WHAT IS NEEDED »
The lines to extract run from the first line of the entries through the line that contains "use uuid::Uuid;"; reproduce exactly those lines and no others.

Stored records:
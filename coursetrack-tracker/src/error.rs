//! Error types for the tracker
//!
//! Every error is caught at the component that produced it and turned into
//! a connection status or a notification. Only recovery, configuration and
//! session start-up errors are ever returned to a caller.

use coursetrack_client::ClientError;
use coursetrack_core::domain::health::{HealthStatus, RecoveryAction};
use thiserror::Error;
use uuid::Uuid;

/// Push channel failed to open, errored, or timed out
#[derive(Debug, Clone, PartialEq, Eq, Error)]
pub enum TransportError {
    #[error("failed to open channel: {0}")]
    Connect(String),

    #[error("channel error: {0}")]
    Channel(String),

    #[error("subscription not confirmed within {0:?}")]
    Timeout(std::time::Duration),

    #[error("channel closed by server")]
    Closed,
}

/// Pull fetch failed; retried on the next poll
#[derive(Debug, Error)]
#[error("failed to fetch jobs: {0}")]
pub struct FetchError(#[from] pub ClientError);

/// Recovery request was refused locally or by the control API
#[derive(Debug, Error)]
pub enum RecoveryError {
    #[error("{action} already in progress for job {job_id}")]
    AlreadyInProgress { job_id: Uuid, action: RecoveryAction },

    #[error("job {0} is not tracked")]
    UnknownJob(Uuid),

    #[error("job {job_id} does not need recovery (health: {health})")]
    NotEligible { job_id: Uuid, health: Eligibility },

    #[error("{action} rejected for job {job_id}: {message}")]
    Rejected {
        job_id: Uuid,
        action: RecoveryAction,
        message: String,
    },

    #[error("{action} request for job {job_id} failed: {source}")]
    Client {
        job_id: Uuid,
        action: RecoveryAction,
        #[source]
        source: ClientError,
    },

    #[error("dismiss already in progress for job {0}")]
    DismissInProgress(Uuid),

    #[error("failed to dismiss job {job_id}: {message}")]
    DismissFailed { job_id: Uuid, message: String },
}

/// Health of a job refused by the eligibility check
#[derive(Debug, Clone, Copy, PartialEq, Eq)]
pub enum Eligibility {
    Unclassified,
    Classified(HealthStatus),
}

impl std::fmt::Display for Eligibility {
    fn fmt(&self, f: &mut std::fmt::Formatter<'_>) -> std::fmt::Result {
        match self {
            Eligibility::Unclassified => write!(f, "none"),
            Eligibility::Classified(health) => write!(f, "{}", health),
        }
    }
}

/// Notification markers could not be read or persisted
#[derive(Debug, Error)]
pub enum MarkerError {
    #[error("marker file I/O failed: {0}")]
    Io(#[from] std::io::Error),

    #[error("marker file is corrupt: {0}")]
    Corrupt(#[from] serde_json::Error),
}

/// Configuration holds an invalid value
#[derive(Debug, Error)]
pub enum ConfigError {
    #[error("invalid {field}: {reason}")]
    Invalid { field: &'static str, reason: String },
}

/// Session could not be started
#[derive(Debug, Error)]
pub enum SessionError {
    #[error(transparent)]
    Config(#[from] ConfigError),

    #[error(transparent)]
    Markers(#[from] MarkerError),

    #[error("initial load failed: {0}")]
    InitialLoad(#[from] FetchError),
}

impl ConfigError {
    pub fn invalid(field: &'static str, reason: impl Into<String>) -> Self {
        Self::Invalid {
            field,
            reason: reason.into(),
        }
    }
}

WORKED SOLUTION »
filename coursetrack-tracker/src/error.rs
//! Error types for the tracker
//!
//! Every error is caught at the component that produced it and turned into
//! a connection status or a notification. Only recovery, configuration and
//! session start-up errors are ever returned to a caller.

use coursetrack_client::ClientError;
use coursetrack_core::domain::health::{HealthStatus, RecoveryAction};
use thiserror::Error;
use uuid::Uuid;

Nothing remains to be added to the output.